In its press release earlier today, Whitestone claims to have "discovered" that an early and outdated Erez investor presentation in which Erez discusses Whitestone constitutes "collusion" to acquire the Company. In fact, Erez explored a number of potential strategies related to Whitestone before deciding on its current approach, and Erez is not pursuing an acquisition of Whitestone or using the strategy or tactics of the outdated presentation. The presentation Whitestone touts in its press release was superseded by later presentations and no one who received the earlier presentation is an investor with Erez.

Bruce Schanzer, Chairman of Erez, issued the following statement:

Whitestone today has presented an outdated presentation that Erez made before concluding that there was a superior approach to enhancing the value of Whitestone. The fact is that Erez has not pursued the strategy described in the materials Whitestone so disingenuously and breathlessly touts in its press release today.

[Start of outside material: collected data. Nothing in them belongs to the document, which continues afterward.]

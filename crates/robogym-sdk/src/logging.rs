//! 日志初始化

use tracing_subscriber::EnvFilter;

/// 安装 fmt 订阅者
///
/// 过滤规则取自 `RUST_LOG`，并追加 `default_directive`（例如 `"robogym=info"`）。
/// 已安装过订阅者时返回 `false`，重复调用无副作用。
pub fn init_logging(default_directive: &str) -> bool {
    let mut filter = EnvFilter::from_default_env();
    match default_directive.parse() {
        Ok(directive) => filter = filter.add_directive(directive),
        Err(e) => eprintln!("Ignoring invalid log directive '{}': {}", default_directive, e),
    }

    tracing_subscriber::fmt()
        .with_env_filter(filter)
        .try_init()
        .is_ok()
}
//! # Robogym Sync
//!
//! 每个控制周期获取（或数值微分得到）所有机器人副本的根位姿/速度与关节位置/速度。
//!
//! - `synchronizer`: `StateSynchronizer`，含 reset 感知的速度清零与默认位姿管理
//! - `kinematics`: 四元数角速度、同一环境内多机器人的圆周分布

pub mod kinematics;
pub mod synchronizer;

mod error;

pub use error::SyncError;
pub use kinematics::{circular_spawn_offsets, quat_to_omega};
pub use synchronizer::{StateSynchronizer, VelocitySource};

/// 同步层 Result 别名
pub type Result<T> = std::result::Result<T, SyncError>;
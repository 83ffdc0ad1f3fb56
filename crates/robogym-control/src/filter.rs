//! 一阶低通滤波器组
//!
//! 对 `[rows, cols]` 的每个元素独立滤波。连续系统 `K / (s + K)`，`K = 2π·bandwidth`，
//! 采用双线性（Tustin）变换离散化：
//!
//! ```text
//! y_k = y_{k-1}·c1 + (ref_k + ref_{k-1})·c2
//! c1  = (1 − K·dt/2) / (1 + K·dt/2)
//! c2  = (K·dt/2) / (1 + K·dt/2)
//! ```
//!
//! `dt` 与 `bandwidth` 在滤波器生命周期内不可变。

use std::f64::consts::PI;

use robogym_types::{Batch, Device};

use crate::ControlError;

/// 一阶低通滤波器组
#[derive(Debug, Clone)]
pub struct FirstOrderFilter {
    dt: f64,
    bandwidth: f64,
    coeff_km1: f64,
    coeff_ref: f64,
    yk: Batch,
    ykm1: Batch,
    refk: Batch,
    refkm1: Batch,
}

impl FirstOrderFilter {
    /// 创建滤波器组，所有状态为零
    ///
    /// # 错误
    ///
    /// `dt` 或 `bandwidth` 不是有限正数时返回 `ControlError::InvalidFilterParams`。
    pub fn new(
        dt: f64,
        bandwidth: f64,
        rows: usize,
        cols: usize,
        device: Device,
    ) -> Result<Self, ControlError> {
        let valid = |v: f64| v.is_finite() && v > 0.0;
        if !valid(dt) || !valid(bandwidth) {
            return Err(ControlError::InvalidFilterParams { dt, bandwidth });
        }

        let kh2 = 2.0 * PI * bandwidth * dt / 2.0;
        Ok(Self {
            dt,
            bandwidth,
            coeff_km1: (1.0 - kh2) / (1.0 + kh2),
            coeff_ref: kh2 / (1.0 + kh2),
            yk: Batch::zeros(rows, cols, device),
            ykm1: Batch::zeros(rows, cols, device),
            refk: Batch::zeros(rows, cols, device),
            refkm1: Batch::zeros(rows, cols, device),
        })
    }

    /// 推进一步
    ///
    /// `reference` 为 `Some` 时先替换当前参考 `ref_k`，否则沿用上一次的参考。
    pub fn update(&mut self, reference: Option<&Batch>) -> Result<(), ControlError> {
        if let Some(reference) = reference {
            self.refk.copy_from(reference)?;
        }

        let (c1, c2) = (self.coeff_km1, self.coeff_ref);
        for (((y, ym1), r), rm1) in self
            .yk
            .as_matrix_mut()
            .iter_mut()
            .zip(self.ykm1.as_matrix().iter())
            .zip(self.refk.as_matrix().iter())
            .zip(self.refkm1.as_matrix().iter())
        {
            *y = ym1 * c1 + (r + rm1) * c2;
        }

        self.refkm1.as_matrix_mut().copy_from(self.refk.as_matrix());
        self.ykm1.as_matrix_mut().copy_from(self.yk.as_matrix());
        Ok(())
    }

    /// 所有状态清零
    pub fn reset(&mut self) {
        self.yk.fill(0.0);
        self.ykm1.fill(0.0);
        self.refk.fill(0.0);
        self.refkm1.fill(0.0);
    }

    /// 当前输出 `y_k`
    pub fn get(&self) -> &Batch {
        &self.yk
    }

    pub fn get_cloned(&self) -> Batch {
        self.yk.clone()
    }

    pub fn dt(&self) -> f64 {
        self.dt
    }

    pub fn bandwidth(&self) -> f64 {
        self.bandwidth
    }

    /// `(c1, c2)`
    pub fn coefficients(&self) -> (f64, f64) {
        (self.coeff_km1, self.coeff_ref)
    }

    pub fn shape(&self) -> (usize, usize) {
        self.yk.shape()
    }
}
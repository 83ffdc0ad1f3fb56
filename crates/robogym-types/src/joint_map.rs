//! 关节名称 ↔ 列索引映射

use std::collections::HashMap;

use crate::TypesError;

/// 关节名称到列索引的双射
///
/// 顺序即 articulation 报告的关节顺序。
#[derive(Debug, Clone, PartialEq, Eq)]
pub struct JointIndexMap {
    names: Vec<String>,
    index: HashMap<String, usize>,
}

impl JointIndexMap {
    /// 从有序关节名称列表构造
    ///
    /// # 错误
    ///
    /// 名称重复时返回 `TypesError::DuplicateJointName`。
    pub fn from_names<I, S>(names: I) -> Result<Self, TypesError>
    where
        I: IntoIterator<Item = S>,
        S: Into<String>,
    {
        let names: Vec<String> = names.into_iter().map(Into::into).collect();
        let mut index = HashMap::with_capacity(names.len());
        for (i, name) in names.iter().enumerate() {
            if index.insert(name.clone(), i).is_some() {
                return Err(TypesError::DuplicateJointName(name.clone()));
            }
        }
        Ok(Self { names, index })
    }

    pub fn len(&self) -> usize {
        self.names.len()
    }

    pub fn is_empty(&self) -> bool {
        self.names.is_empty()
    }

    pub fn names(&self) -> &[String] {
        &self.names
    }

    pub fn index_of(&self, name: &str) -> Option<usize> {
        self.index.get(name).copied()
    }

    pub fn name_of(&self, index: usize) -> Option<&str> {
        self.names.get(index).map(String::as_str)
    }

    pub fn contains(&self, name: &str) -> bool {
        self.index.contains_key(name)
    }

    /// 名称中包含 `pattern` 子串的关节（按关节顺序）
    pub fn names_matching(&self, pattern: &str) -> Vec<&str> {
        self.names
            .iter()
            .filter(|n| n.contains(pattern))
            .map(String::as_str)
            .collect()
    }

    /// 名称中包含 `pattern` 子串的关节列索引（升序）
    pub fn indices_matching(&self, pattern: &str) -> Vec<usize> {
        self.names
            .iter()
            .enumerate()
            .filter(|(_, n)| n.contains(pattern))
            .map(|(i, _)| i)
            .collect()
    }

    pub fn iter(&self) -> impl Iterator<Item = (usize, &str)> {
        self.names.iter().enumerate().map(|(i, n)| (i, n.as_str()))
    }
}
//! # Robogym Tools - 任务配置与选项解析
//!
//! **依赖原则**: 只依赖 `robogym-types`，不依赖控制层或同步层
//!
//! ## 包含模块
//!
//! - `config` - TOML 任务配置（`TaskConfig`）、每机器人选项校验、迭代倍率回退
//! - `contact` - 接触传感器选项的默认值解析（`ContactSensorLayout`）

pub mod config;
pub mod contact;

mod error;

pub use config::{IterationFactors, RobotOptions, TaskConfig};
pub use contact::{ContactSensorConfig, ContactSensorLayout, DEFAULT_SENSOR_RADIUS};
pub use error::ConfigError;

/// 配置层 Result 别名
pub type Result<T> = std::result::Result<T, ConfigError>;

Moreover, Erez is not capitalized to acquire Whitestone, is not seeking to raise capital to make an offer, nor does it have any interest in or intention of making an offer. Like any thoughtful investor, Erez spoke with stakeholders before making an investment and pursuing its campaign for board representation. Notably, Erez discontinued all contact with Mr. Mastandrea in October 2023 after a single videoconference with principals and 2-3 subsequent conversations among advisors. There has been no substantive communication with him directly or indirectly in more than six months.

It is very troubling that a group of trustees with no industry experience and a track record of poor corporate governance practices are attempting, with brazen falsehoods, to keep me off this Board. Why is Whitestone so afraid of having an experienced industry executive and investor on the Board? And why would they stoop to such low-road tactics as to mischaracterize an outdated pitch deck, undoubtedly obtained in violation of confidentiality obligations, just to paint one of their engaged shareholders in a bad light?

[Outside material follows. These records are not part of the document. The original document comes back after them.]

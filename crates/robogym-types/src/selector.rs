//! 机器人/关节子集选择器
//!
//! `IndexSelector` 负责校验调用方给出的索引子集并构造 `Selector`；
//! `Selector` 是两个轴上索引集合的笛卡尔积，所有局部读写都经过它完成。
//!
//! 子集缺省（`None`）表示该轴上的全部索引。子集必须非空、无重复、
//! 且最大值小于对应轴的长度，否则视为非法并发出诊断。

use std::collections::HashSet;
use std::fmt;

use nalgebra::DMatrix;

use crate::diagnostics::{Diagnostic, SharedSink};

const COMPONENT: &str = "selector";

/// 索引轴
#[derive(Debug, Clone, Copy, PartialEq, Eq, Hash)]
pub enum Axis {
    Robot,
    Joint,
}

impl fmt::Display for Axis {
    fn fmt(&self, f: &mut fmt::Formatter<'_>) -> fmt::Result {
        match self {
            Axis::Robot => write!(f, "robot"),
            Axis::Joint => write!(f, "joint"),
        }
    }
}

/// 单个轴的校验结果
#[derive(Debug, Clone, Copy, PartialEq, Eq)]
pub enum IndexState {
    /// 未提供子集（等价于全部）
    Absent,
    Valid,
    Invalid,
}

impl IndexState {
    pub fn is_invalid(&self) -> bool {
        matches!(self, IndexState::Invalid)
    }
}

/// 两个轴的校验结果
#[derive(Debug, Clone, Copy, PartialEq, Eq)]
pub struct SelectorCheck {
    pub robot: IndexState,
    pub joint: IndexState,
}

impl SelectorCheck {
    /// 两个轴都不是 `Invalid` 时可以构造选择器
    pub fn is_buildable(&self) -> bool {
        !self.robot.is_invalid() && !self.joint.is_invalid()
    }
}

/// 索引子集未通过的具体检查项
#[derive(Debug, Clone, PartialEq, Eq)]
pub enum IndexViolation {
    /// 子集为空
    Empty,
    /// 存在重复索引
    Duplicates { indices: Vec<usize> },
    /// 最大索引越界
    OutOfBounds { max: usize, bound: usize },
}

impl fmt::Display for IndexViolation {
    fn fmt(&self, f: &mut fmt::Formatter<'_>) -> fmt::Result {
        match self {
            IndexViolation::Empty => write!(f, "subset is empty, expected at least one index"),
            IndexViolation::Duplicates { indices } => {
                write!(f, "duplicate indices {:?}, expected unique indices", indices)
            },
            IndexViolation::OutOfBounds { max, bound } => {
                write!(f, "max index {} is out of bounds, expected < {}", max, bound)
            },
        }
    }
}

/// 检查一个索引子集，返回所有未通过的检查项（空表示合法）
pub fn check_indices(indices: &[usize], bound: usize) -> Vec<IndexViolation> {
    let mut violations = Vec::new();
    if indices.is_empty() {
        violations.push(IndexViolation::Empty);
        return violations;
    }

    let mut seen = HashSet::with_capacity(indices.len());
    let mut duplicates = Vec::new();
    for &i in indices {
        if !seen.insert(i) && !duplicates.contains(&i) {
            duplicates.push(i);
        }
    }
    if !duplicates.is_empty() {
        violations.push(IndexViolation::Duplicates {
            indices: duplicates,
        });
    }

    let max = indices.iter().copied().max().unwrap_or(0);
    if max >= bound {
        violations.push(IndexViolation::OutOfBounds { max, bound });
    }
    violations
}

/// 单个轴上的索引集合
#[derive(Debug, Clone, PartialEq, Eq)]
pub enum IndexSet {
    /// `0..n` 全部索引
    All(usize),
    /// 显式的有序子集
    Subset(Vec<usize>),
}

impl IndexSet {
    pub fn len(&self) -> usize {
        match self {
            IndexSet::All(n) => *n,
            IndexSet::Subset(v) => v.len(),
        }
    }

    pub fn is_empty(&self) -> bool {
        self.len() == 0
    }

    pub fn is_all(&self) -> bool {
        matches!(self, IndexSet::All(_))
    }

    /// 第 `local` 个元素对应的全局索引
    pub fn get(&self, local: usize) -> usize {
        match self {
            IndexSet::All(_) => local,
            IndexSet::Subset(v) => v[local],
        }
    }

    pub fn to_vec(&self) -> Vec<usize> {
        match self {
            IndexSet::All(n) => (0..*n).collect(),
            IndexSet::Subset(v) => v.clone(),
        }
    }
}

/// 已校验的 `(robot, joint)` 选择器
#[derive(Debug, Clone, PartialEq, Eq)]
pub struct Selector {
    robots: IndexSet,
    joints: IndexSet,
}

impl Selector {
    /// 覆盖全部机器人与关节
    pub fn all(num_robots: usize, num_joints: usize) -> Self {
        Self {
            robots: IndexSet::All(num_robots),
            joints: IndexSet::All(num_joints),
        }
    }

    pub fn robots(&self) -> &IndexSet {
        &self.robots
    }

    pub fn joints(&self) -> &IndexSet {
        &self.joints
    }

    /// 选择区域的形状 `(rows, cols)`
    pub fn shape(&self) -> (usize, usize) {
        (self.robots.len(), self.joints.len())
    }

    pub fn is_full(&self) -> bool {
        self.robots.is_all() && self.joints.is_all()
    }

    /// 将 `src`（形状为 `shape()`）写入 `dst` 的选择区域
    ///
    /// 调用方负责保证 `src.shape() == self.shape()`。
    pub fn assign(&self, dst: &mut DMatrix<f64>, src: &DMatrix<f64>) {
        debug_assert_eq!(src.shape(), self.shape());
        if self.is_full() {
            dst.copy_from(src);
            return;
        }
        for r in 0..self.robots.len() {
            let gr = self.robots.get(r);
            for c in 0..self.joints.len() {
                dst[(gr, self.joints.get(c))] = src[(r, c)];
            }
        }
    }

    /// 读出 `src` 的选择区域
    pub fn gather(&self, src: &DMatrix<f64>) -> DMatrix<f64> {
        let (rows, cols) = self.shape();
        DMatrix::from_fn(rows, cols, |r, c| {
            src[(self.robots.get(r), self.joints.get(c))]
        })
    }

    /// 将选择区域全部置为 `value`
    pub fn fill(&self, dst: &mut DMatrix<f64>, value: f64) {
        for r in 0..self.robots.len() {
            let gr = self.robots.get(r);
            for c in 0..self.joints.len() {
                dst[(gr, self.joints.get(c))] = value;
            }
        }
    }
}

/// 索引子集校验器
///
/// 绑定 `[num_robots, num_joints]` 边界和诊断接收器。
#[derive(Clone)]
pub struct IndexSelector {
    num_robots: usize,
    num_joints: usize,
    sink: SharedSink,
}

impl fmt::Debug for IndexSelector {
    fn fmt(&self, f: &mut fmt::Formatter<'_>) -> fmt::Result {
        f.debug_struct("IndexSelector")
            .field("num_robots", &self.num_robots)
            .field("num_joints", &self.num_joints)
            .finish_non_exhaustive()
    }
}

impl IndexSelector {
    pub fn new(num_robots: usize, num_joints: usize, sink: SharedSink) -> Self {
        Self {
            num_robots,
            num_joints,
            sink,
        }
    }

    pub fn num_robots(&self) -> usize {
        self.num_robots
    }

    pub fn num_joints(&self) -> usize {
        self.num_joints
    }

    /// 校验两个轴的子集
    ///
    /// 每个非法子集都会发出一条 `Diagnostic::InvalidIndices`。
    pub fn validate(
        &self,
        robot_indices: Option<&[usize]>,
        joint_indices: Option<&[usize]>,
    ) -> SelectorCheck {
        SelectorCheck {
            robot: self.check_axis(Axis::Robot, robot_indices, self.num_robots),
            joint: self.check_axis(Axis::Joint, joint_indices, self.num_joints),
        }
    }

    /// 构造选择器；任一提供的子集非法时返回 `None`
    pub fn build(
        &self,
        robot_indices: Option<&[usize]>,
        joint_indices: Option<&[usize]>,
    ) -> Option<Selector> {
        let check = self.validate(robot_indices, joint_indices);
        if !check.is_buildable() {
            return None;
        }
        Some(Selector {
            robots: to_index_set(robot_indices, self.num_robots),
            joints: to_index_set(joint_indices, self.num_joints),
        })
    }

    fn check_axis(&self, axis: Axis, indices: Option<&[usize]>, bound: usize) -> IndexState {
        let Some(indices) = indices else {
            return IndexState::Absent;
        };
        let violations = check_indices(indices, bound);
        if violations.is_empty() {
            IndexState::Valid
        } else {
            self.sink
                .report(COMPONENT, Diagnostic::InvalidIndices { axis, violations });
            IndexState::Invalid
        }
    }
}

fn to_index_set(indices: Option<&[usize]>, bound: usize) -> IndexSet {
    match indices {
        None => IndexSet::All(bound),
        Some(v) => IndexSet::Subset(v.to_vec()),
    }
}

It is particularly ironic that a REIT that for seven years has hidden the business relationship between its Chairman, Dave Taylor, and its former CEO, Mr. Mastandrea, is now claiming it found a smoking gun because I had one call with Mr. Mastandrea. Whitestone's own Chairman, Mr. Taylor, served as the undisclosed attorney for Pillarstone, a company controlled by Mr. Mastandrea, before joining the Whitestone Board and giving Mr. Mastandrea a substantial raise at Whitestone. Thus, it is especially galling to be so recklessly defamed in today's release.

Today's release is a desperate attempt by Whitestone to distract shareholders from the important opportunity before them to upgrade their Board and begin the process of enhancing the value of the Company and addressing the manifold issues it faces.

Of all the shopping center REITS that Whitestone considers its peers, Whitestone has for years traded at the largest discount to net asset value ("NAV"). None of its trustees have any experience with real estate capital markets or REIT operations.

The Company's Board of Trustees comprises three former service providers to the Company, none of whom insisted on disclosure of their longstanding and deep ties with the Company prior to, or after, their appointments to the Board. And Whitestone's low valuation and underperformance has been fostered by worst-in-class governance, including an unusual 5% poison pill with a slow hand feature, the refusal to accept the resignation of a trustee who failed to win shareholder support, the seating of a trustee who then committed financial fraud (and went to jail), the setting and missing of "performance" targets for executive compensation in 2023 that were lower than the achieved performance in 2022, and missing lowered guidance in 2023, among other issues.

While I am disappointed at the uncivilized and inappropriate approach Whitestone has taken today, I look forward to hopefully joining the Board along with Cathy in a spirit of good will, with the harsh exchanges of this proxy contest behind us and with the best interests of Whitestone's shareholders as a paramount value." Mr. Schanzer concluded.

One thing is clear after today's unprofessionalism by Whitestone's trustees: the time for change has come.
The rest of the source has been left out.